Friday, December 28, 2012

A thought about the economics of college education.

Source: Bloomberg BusinessWeek
The salary of an employee is presumably determined by the labor market, and the supply and demand for employees with specific skills. Students graduating from college with systems engineering degrees make more money than those graduating with biology degrees because employers are willing to pay more for the computer types and they can find well paying jobs. Of course, employers must expect to make enough money from an employee's services to pay him and also have a profit consonant with investment (albeit with a new grad, there may be a time delay in the returns).
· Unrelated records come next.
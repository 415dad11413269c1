/// MIDI output using midir, plus pitch helpers
use midir::{MidiOutput, MidiOutputConnection};

use crate::constants::FALLBACK_FREQUENCY;
use crate::error::{Error, Result};

const CLIENT_NAME: &str = "pianoroll MIDI output";

/// Mirrors playback note events to an external MIDI port
pub struct MidiOutputDevice {
    connection: Option<MidiOutputConnection>,
}

impl MidiOutputDevice {
    pub fn new() -> Self {
        Self { connection: None }
    }

    pub fn available_ports() -> Vec<String> {
        match MidiOutput::new(CLIENT_NAME) {
            Ok(midi_out) => midi_out
                .ports()
                .iter()
                .filter_map(|p| midi_out.port_name(p).ok())
                .collect(),
            Err(e) => {
                log::warn!("MIDI unavailable: {}", e);
                vec![]
            }
        }
    }

    pub fn connect(&mut self, port_index: usize) -> Result<()> {
        let midi_out = MidiOutput::new(CLIENT_NAME)
            .map_err(|e| Error::Midi(format!("failed to create output: {}", e)))?;

        let ports = midi_out.ports();
        let port = ports
            .get(port_index)
            .ok_or(Error::InvalidMidiPort(port_index))?;
        let name = midi_out.port_name(port).unwrap_or_default();

        let connection = midi_out
            .connect(port, "pianoroll")
            .map_err(|e| Error::Midi(format!("failed to connect: {}", e)))?;

        log::info!("MIDI output connected to {}", name);
        self.connection = Some(connection);
        Ok(())
    }

    pub fn is_connected(&self) -> bool {
        self.connection.is_some()
    }

    pub fn send_note_on(&mut self, note: u8, velocity: u8) -> Result<()> {
        self.send(&[0x90, note & 0x7F, velocity & 0x7F])
    }

    pub fn send_note_off(&mut self, note: u8) -> Result<()> {
        self.send(&[0x80, note & 0x7F, 0])
    }

    /// Channel mode message 123 on channel 1
    pub fn send_all_notes_off(&mut self) -> Result<()> {
        self.send(&[0xB0, 123, 0])
    }

    fn send(&mut self, message: &[u8]) -> Result<()> {
        if let Some(ref mut conn) = self.connection {
            conn.send(message)
                .map_err(|e| Error::Midi(format!("failed to send: {}", e)))?;
        }
        Ok(())
    }

    pub fn disconnect(&mut self) {
        if let Some(conn) = self.connection.take() {
            conn.close();
        }
    }
}

impl Default for MidiOutputDevice {
    fn default() -> Self {
        Self::new()
    }
}

pub fn midi_note_name(note: u8) -> String {
    let note_names = ["C", "C#", "D", "D#", "E", "F", "F#", "G", "G#", "A", "A#", "B"];
    let octave = (note / 12) as i32 - 1;
    let note_index = (note % 12) as usize;
    format!("{}{}", note_names[note_index], octave)
}

/// Frequency of the C major notes around middle C; anything else plays A4.
pub fn pitch_frequency(pitch: u8) -> f32 {
    match pitch {
        60 => 261.63,
        62 => 293.66,
        64 => 329.63,
        65 => 349.23,
        67 => 392.00,
        69 => 440.00,
        71 => 493.88,
        _ => FALLBACK_FREQUENCY,
    }
}

#[cfg(test)]
mod tests {
    use super::*;

    #[test]
    fn test_note_names() {
        assert_eq!(midi_note_name(60), "C4");
        assert_eq!(midi_note_name(69), "A4");
        assert_eq!(midi_note_name(61), "C#4");
        assert_eq!(midi_note_name(0), "C-1");
    }

    #[test]
    fn test_mapped_pitches() {
        assert_eq!(pitch_frequency(60), 261.63);
        assert_eq!(pitch_frequency(67), 392.0);
        assert_eq!(pitch_frequency(71), 493.88);
    }

    #[test]
    fn test_unmapped_pitch_falls_back_to_a4() {
        assert_eq!(pitch_frequency(61), 440.0);
        assert_eq!(pitch_frequency(0), 440.0);
        assert_eq!(pitch_frequency(127), 440.0);
    }

    #[test]
    fn test_disconnected_sends_are_noops() {
        let mut device = MidiOutputDevice::new();
        assert!(!device.is_connected());
        assert!(device.send_note_on(60, 100).is_ok());
        assert!(device.send_note_off(60).is_ok());
        assert!(device.send_all_notes_off().is_ok());
    }
}
use thiserror::Error;

use crate::sequencer::Resolution;

pub type Result<T> = std::result::Result<T, Error>;

#[derive(Debug, Error)]
pub enum Error {
    #[error("no audio output device available")]
    NoOutputDevice,

    #[error("could not query output config: {0}")]
    DefaultStreamConfig(#[from] cpal::DefaultStreamConfigError),

    #[error("unsupported sample format {0:?}")]
    UnsupportedSampleFormat(cpal::SampleFormat),

    #[error("failed to build output stream: {0}")]
    BuildStream(#[from] cpal::BuildStreamError),

    #[error("failed to start output stream: {0}")]
    PlayStream(#[from] cpal::PlayStreamError),

    #[error("unsupported grid resolution {0}, expected 4, 8 or 16")]
    InvalidResolution(u32),

    #[error("cannot switch grid resolution {from} -> {to}: notes fall between steps")]
    ResolutionChangeRefused { from: Resolution, to: Resolution },

    #[error("MIDI error: {0}")]
    Midi(String),

    #[error("invalid MIDI port index {0}")]
    InvalidMidiPort(usize),

    #[error("MP3 export is not implemented")]
    ExportUnavailable,
}
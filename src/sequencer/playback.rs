/// Playback engine - schedules a pass of tones and runs its transport
use std::sync::atomic::{AtomicBool, Ordering};
use std::sync::mpsc::{channel, Receiver, Sender};
use std::sync::Arc;
use std::thread;
use std::time::{Duration, Instant};

use super::{Note, NoteList, Resolution};
use crate::audio::synth::{SynthSettings, ToneEvent};
use crate::audio::{AudioBackend, AudioClock, CpalBackend};
use crate::constants::{NOTE_VELOCITY, TAIL_STEPS};
use crate::error::Result;
use crate::midi::pitch_frequency;

#[derive(Debug, Clone, PartialEq, Eq)]
pub enum PlaybackEvent {
    StepAdvanced(u32),
    NoteOn(u8, u8), // note, velocity
    NoteOff(u8),    // note
    Finished,
}

/// Everything one playback pass puts on the clock
#[derive(Debug, Clone, PartialEq)]
pub struct PassPlan {
    pub t0: f64,
    pub seconds_per_step: f64,
    pub tones: Vec<ToneEvent>,
    /// Steps from pass start until the playing flag resets
    pub length_steps: u32,
}

impl PassPlan {
    /// One tone per note, in note insertion order.
    pub fn build(
        notes: &NoteList,
        resolution: Resolution,
        settings: &SynthSettings,
        t0: f64,
    ) -> Self {
        let seconds_per_step = resolution.seconds_per_step();
        let tones = notes
            .iter()
            .map(|note| {
                ToneEvent::new(
                    t0 + note.start as f64 * seconds_per_step,
                    note.duration as f64 * seconds_per_step,
                    pitch_frequency(note.pitch),
                    settings.waveform,
                    settings.envelope,
                )
            })
            .collect();

        Self {
            t0,
            seconds_per_step,
            tones,
            length_steps: notes.end_step().saturating_add(TAIL_STEPS),
        }
    }

    /// Seconds after `t0` at which the pass counts as finished
    pub fn end_offset(&self) -> f64 {
        self.length_steps as f64 * self.seconds_per_step
    }
}

pub struct PlaybackEngine<B: AudioBackend = CpalBackend> {
    backend: B,
    clock: Option<B::Clock>,
    sender: Sender<PlaybackEvent>,
    receiver: Receiver<PlaybackEvent>,
    // one flag per pass
    is_running: Arc<AtomicBool>,
}

impl PlaybackEngine<CpalBackend> {
    pub fn new() -> Self {
        Self::with_backend(CpalBackend)
    }
}

impl<B: AudioBackend> PlaybackEngine<B> {
    pub fn with_backend(backend: B) -> Self {
        let (sender, receiver) = channel();

        Self {
            backend,
            clock: None,
            sender,
            receiver,
            is_running: Arc::new(AtomicBool::new(false)),
        }
    }

    /// Schedules every note on the audio clock, acquiring the clock first if
    /// needed. Returns `Ok(false)` without scheduling while a pass is running.
    pub fn play(
        &mut self,
        notes: &NoteList,
        resolution: Resolution,
        settings: &SynthSettings,
    ) -> Result<bool> {
        if self.clock.is_none() {
            self.clock = Some(self.backend.acquire()?);
        }
        if self.is_running() {
            return Ok(false);
        }
        let Some(clock) = self.clock.as_ref() else {
            return Ok(false);
        };

        let plan = PassPlan::build(notes, resolution, settings, clock.current_time());
        for tone in &plan.tones {
            clock.schedule_tone(*tone);
        }
        log::debug!(
            "scheduled {} notes at t0={:.3}s, pass ends after {:.3}s",
            plan.tones.len(),
            plan.t0,
            plan.end_offset()
        );

        let is_running = Arc::new(AtomicBool::new(true));
        self.is_running = Arc::clone(&is_running);
        let sender = self.sender.clone();
        let notes: Vec<Note> = notes.iter().copied().collect();
        let seconds_per_step = plan.seconds_per_step;
        let length_steps = plan.length_steps;

        thread::spawn(move || {
            let started = Instant::now();
            let end_offset = length_steps as f64 * seconds_per_step;
            let mut next_step = 0;

            while is_running.load(Ordering::Acquire) {
                let elapsed = started.elapsed().as_secs_f64();
                let due = (elapsed / seconds_per_step) as u32;

                while next_step <= due
                    && next_step < length_steps
                    && is_running.load(Ordering::Acquire)
                {
                    let _ = sender.send(PlaybackEvent::StepAdvanced(next_step));
                    for note in notes.iter().filter(|n| n.end() == next_step) {
                        let _ = sender.send(PlaybackEvent::NoteOff(note.pitch));
                    }
                    for note in notes.iter().filter(|n| n.start == next_step) {
                        let _ = sender.send(PlaybackEvent::NoteOn(note.pitch, NOTE_VELOCITY));
                    }
                    next_step += 1;
                }

                if elapsed >= end_offset {
                    is_running.store(false, Ordering::Release);
                    let _ = sender.send(PlaybackEvent::Finished);
                    break;
                }

                thread::sleep(Duration::from_millis(1));
            }
        });

        Ok(true)
    }

    /// Releases the audio clock, silencing everything still scheduled on it.
    pub fn stop(&mut self) {
        self.is_running.store(false, Ordering::Release);
        self.poll_events();
        if self.clock.take().is_some() {
            log::info!("playback stopped");
        }
    }

    pub fn is_running(&self) -> bool {
        self.is_running.load(Ordering::Acquire)
    }

    pub fn has_clock(&self) -> bool {
        self.clock.is_some()
    }

    pub fn poll_events(&self) -> Vec<PlaybackEvent> {
        let mut events = Vec::new();
        while let Ok(event) = self.receiver.try_recv() {
            events.push(event);
        }
        events
    }
}

impl Default for PlaybackEngine<CpalBackend> {
    fn default() -> Self {
        Self::new()
    }
}

#[cfg(test)]
mod tests {
    use super::*;
    use crate::audio::synth::{Envelope, Waveform};
    use crate::error::Error;
    use std::cell::{Cell, RefCell};
    use std::rc::Rc;

    #[derive(Default, Clone)]
    struct Recorder {
        acquired: Rc<Cell<usize>>,
        released: Rc<Cell<usize>>,
        tones: Rc<RefCell<Vec<ToneEvent>>>,
    }

    struct RecordingClock {
        time: f64,
        recorder: Recorder,
    }

    impl AudioClock for RecordingClock {
        fn current_time(&self) -> f64 {
            self.time
        }

        fn schedule_tone(&self, tone: ToneEvent) {
            self.recorder.tones.borrow_mut().push(tone);
        }
    }

    impl Drop for RecordingClock {
        fn drop(&mut self) {
            let released = &self.recorder.released;
            released.set(released.get() + 1);
        }
    }

    impl AudioBackend for Recorder {
        type Clock = RecordingClock;

        fn acquire(&mut self) -> Result<RecordingClock> {
            self.acquired.set(self.acquired.get() + 1);
            Ok(RecordingClock {
                time: 1.5,
                recorder: self.clone(),
            })
        }
    }

    struct NoDevice;

    impl AudioBackend for NoDevice {
        type Clock = RecordingClock;

        fn acquire(&mut self) -> Result<RecordingClock> {
            Err(Error::NoOutputDevice)
        }
    }

    fn long_notes() -> NoteList {
        let mut notes = NoteList::new();
        notes.add_note(0, 4, 60);
        notes.add_note(60, 40, 64);
        notes
    }

    fn wait_until_finished<B: AudioBackend>(engine: &PlaybackEngine<B>) -> Vec<PlaybackEvent> {
        let deadline = Instant::now() + Duration::from_secs(5);
        while engine.is_running() && Instant::now() < deadline {
            thread::sleep(Duration::from_millis(5));
        }
        // the transport sends Finished right after clearing the flag
        thread::sleep(Duration::from_millis(20));
        engine.poll_events()
    }

    #[test]
    fn test_single_note_plan() {
        let mut notes = NoteList::new();
        notes.add_note(0, 4, 60);
        let plan = PassPlan::build(
            &notes,
            Resolution::Sixteenth,
            &SynthSettings::default(),
            3.0,
        );
        assert_eq!(plan.seconds_per_step, 0.25);
        assert_eq!(plan.tones.len(), 1);
        let tone = plan.tones[0];
        assert_eq!(tone.start, 3.0);
        assert_eq!(tone.duration, 1.0);
        assert_eq!(tone.frequency, 261.63);
        assert_eq!(plan.end_offset(), 1.5);
    }

    #[test]
    fn test_plan_keeps_insertion_order_and_settings() {
        let mut notes = NoteList::new();
        notes.add_note(8, 1, 61);
        notes.add_note(0, 2, 69);
        let settings = SynthSettings {
            waveform: Waveform::Triangle,
            envelope: Envelope {
                attack: 0.2,
                decay: 0.0,
                sustain: 1.0,
                release: 0.5,
            },
        };
        let plan = PassPlan::build(&notes, Resolution::Eighth, &settings, 0.0);
        assert_eq!(plan.seconds_per_step, 0.125);
        assert_eq!(plan.tones[0].start, 1.0);
        assert_eq!(plan.tones[0].frequency, 440.0);
        assert_eq!(plan.tones[1].start, 0.0);
        assert_eq!(plan.tones[1].duration, 0.25);
        assert!(plan.tones.iter().all(|t| t.waveform == Waveform::Triangle));
        assert!(plan.tones.iter().all(|t| t.envelope == settings.envelope));
        assert_eq!(plan.length_steps, 11);
    }

    #[test]
    fn test_play_twice_schedules_one_pass() {
        let recorder = Recorder::default();
        let mut engine = PlaybackEngine::with_backend(recorder.clone());
        let notes = long_notes();

        assert!(engine
            .play(&notes, Resolution::Sixteenth, &SynthSettings::default())
            .unwrap());
        assert!(!engine
            .play(&notes, Resolution::Sixteenth, &SynthSettings::default())
            .unwrap());

        assert_eq!(recorder.tones.borrow().len(), 2);
        assert_eq!(recorder.acquired.get(), 1);
        assert_eq!(recorder.tones.borrow()[0].start, 1.5);
        engine.stop();
    }

    #[test]
    fn test_stop_releases_clock_and_play_reacquires() {
        let recorder = Recorder::default();
        let mut engine = PlaybackEngine::with_backend(recorder.clone());
        let notes = long_notes();
        let settings = SynthSettings::default();

        engine.play(&notes, Resolution::Sixteenth, &settings).unwrap();
        engine.stop();
        assert!(!engine.is_running());
        assert!(!engine.has_clock());
        assert_eq!(recorder.released.get(), 1);

        assert!(engine.play(&notes, Resolution::Sixteenth, &settings).unwrap());
        assert_eq!(recorder.acquired.get(), 2);
        assert_eq!(recorder.tones.borrow().len(), 4);
        engine.stop();
        assert_eq!(recorder.released.get(), 2);
    }

    #[test]
    fn test_stop_without_clock_is_noop() {
        let recorder = Recorder::default();
        let mut engine = PlaybackEngine::with_backend(recorder.clone());
        engine.stop();
        assert_eq!(recorder.released.get(), 0);
        assert!(!engine.is_running());
    }

    #[test]
    fn test_acquire_failure_is_returned() {
        let mut engine = PlaybackEngine::with_backend(NoDevice);
        let result = engine.play(
            &long_notes(),
            Resolution::Sixteenth,
            &SynthSettings::default(),
        );
        assert!(matches!(result, Err(Error::NoOutputDevice)));
        assert!(!engine.is_running());
        assert!(!engine.has_clock());
    }

    #[test]
    fn test_transport_emits_note_boundaries_and_finishes() {
        let mut engine = PlaybackEngine::with_backend(Recorder::default());
        let mut notes = NoteList::new();
        notes.add_note(0, 1, 60);

        engine
            .play(&notes, Resolution::Quarter, &SynthSettings::default())
            .unwrap();
        let events = wait_until_finished(&engine);

        assert!(!engine.is_running());
        assert_eq!(
            events,
            vec![
                PlaybackEvent::StepAdvanced(0),
                PlaybackEvent::NoteOn(60, NOTE_VELOCITY),
                PlaybackEvent::StepAdvanced(1),
                PlaybackEvent::NoteOff(60),
                PlaybackEvent::StepAdvanced(2),
                PlaybackEvent::Finished,
            ]
        );
        // the clock outlives the pass until stop()
        assert!(engine.has_clock());
    }

    #[test]
    fn test_stop_discards_pending_events() {
        let mut engine = PlaybackEngine::with_backend(Recorder::default());
        let mut notes = NoteList::new();
        notes.add_note(0, 1, 60);

        engine
            .play(&notes, Resolution::Quarter, &SynthSettings::default())
            .unwrap();
        let deadline = Instant::now() + Duration::from_secs(5);
        while engine.is_running() && Instant::now() < deadline {
            thread::sleep(Duration::from_millis(5));
        }
        thread::sleep(Duration::from_millis(20));

        engine.stop();
        assert!(engine.poll_events().is_empty());
    }

    #[test]
    fn test_play_again_after_pass_finished() {
        let recorder = Recorder::default();
        let mut engine = PlaybackEngine::with_backend(recorder.clone());
        let notes = NoteList::new();
        let settings = SynthSettings::default();

        engine.play(&notes, Resolution::Quarter, &settings).unwrap();
        wait_until_finished(&engine);
        assert!(engine.play(&notes, Resolution::Quarter, &settings).unwrap());
        assert_eq!(recorder.acquired.get(), 1);
        engine.stop();
    }
}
The ratio of average salary in the first working year to average tuition and fees in the final year of college should be considered carefully. It is likely that the higher the initial salary of the average college graduate in a given field, the higher will be the present value of the average lifetime earnings. It is also the case that a student must live while going to college, so fees and tuition are only part of the cost. There are also "costs" of foregone earnings, assuming that the student could get a full time job if not going to school. Nonetheless, it seems likely that it is a much better investment for a student to get a degree in systems analysis or engineering rather than one in Black studies, Art of Anthropology.

I have always been concerned that the income of the graduate is a poor indicator of the social value of the college degree. How much do people gain from the services of a minister, a nurse, or teacher, and how much of that benefit is appropriated by the provider of the service in terms of salary? How much benefit comes to a community that has well run churches, well run hospitals and well runs schools that is not captured in the salaries of ministers, nurses and teachers? We need measures of such externalities if we are to make good decisions on the funding of public education. It may be that the total social value of the systems analysts and engineers is greater than that of the lower paid professionals, but that is not necessarily so.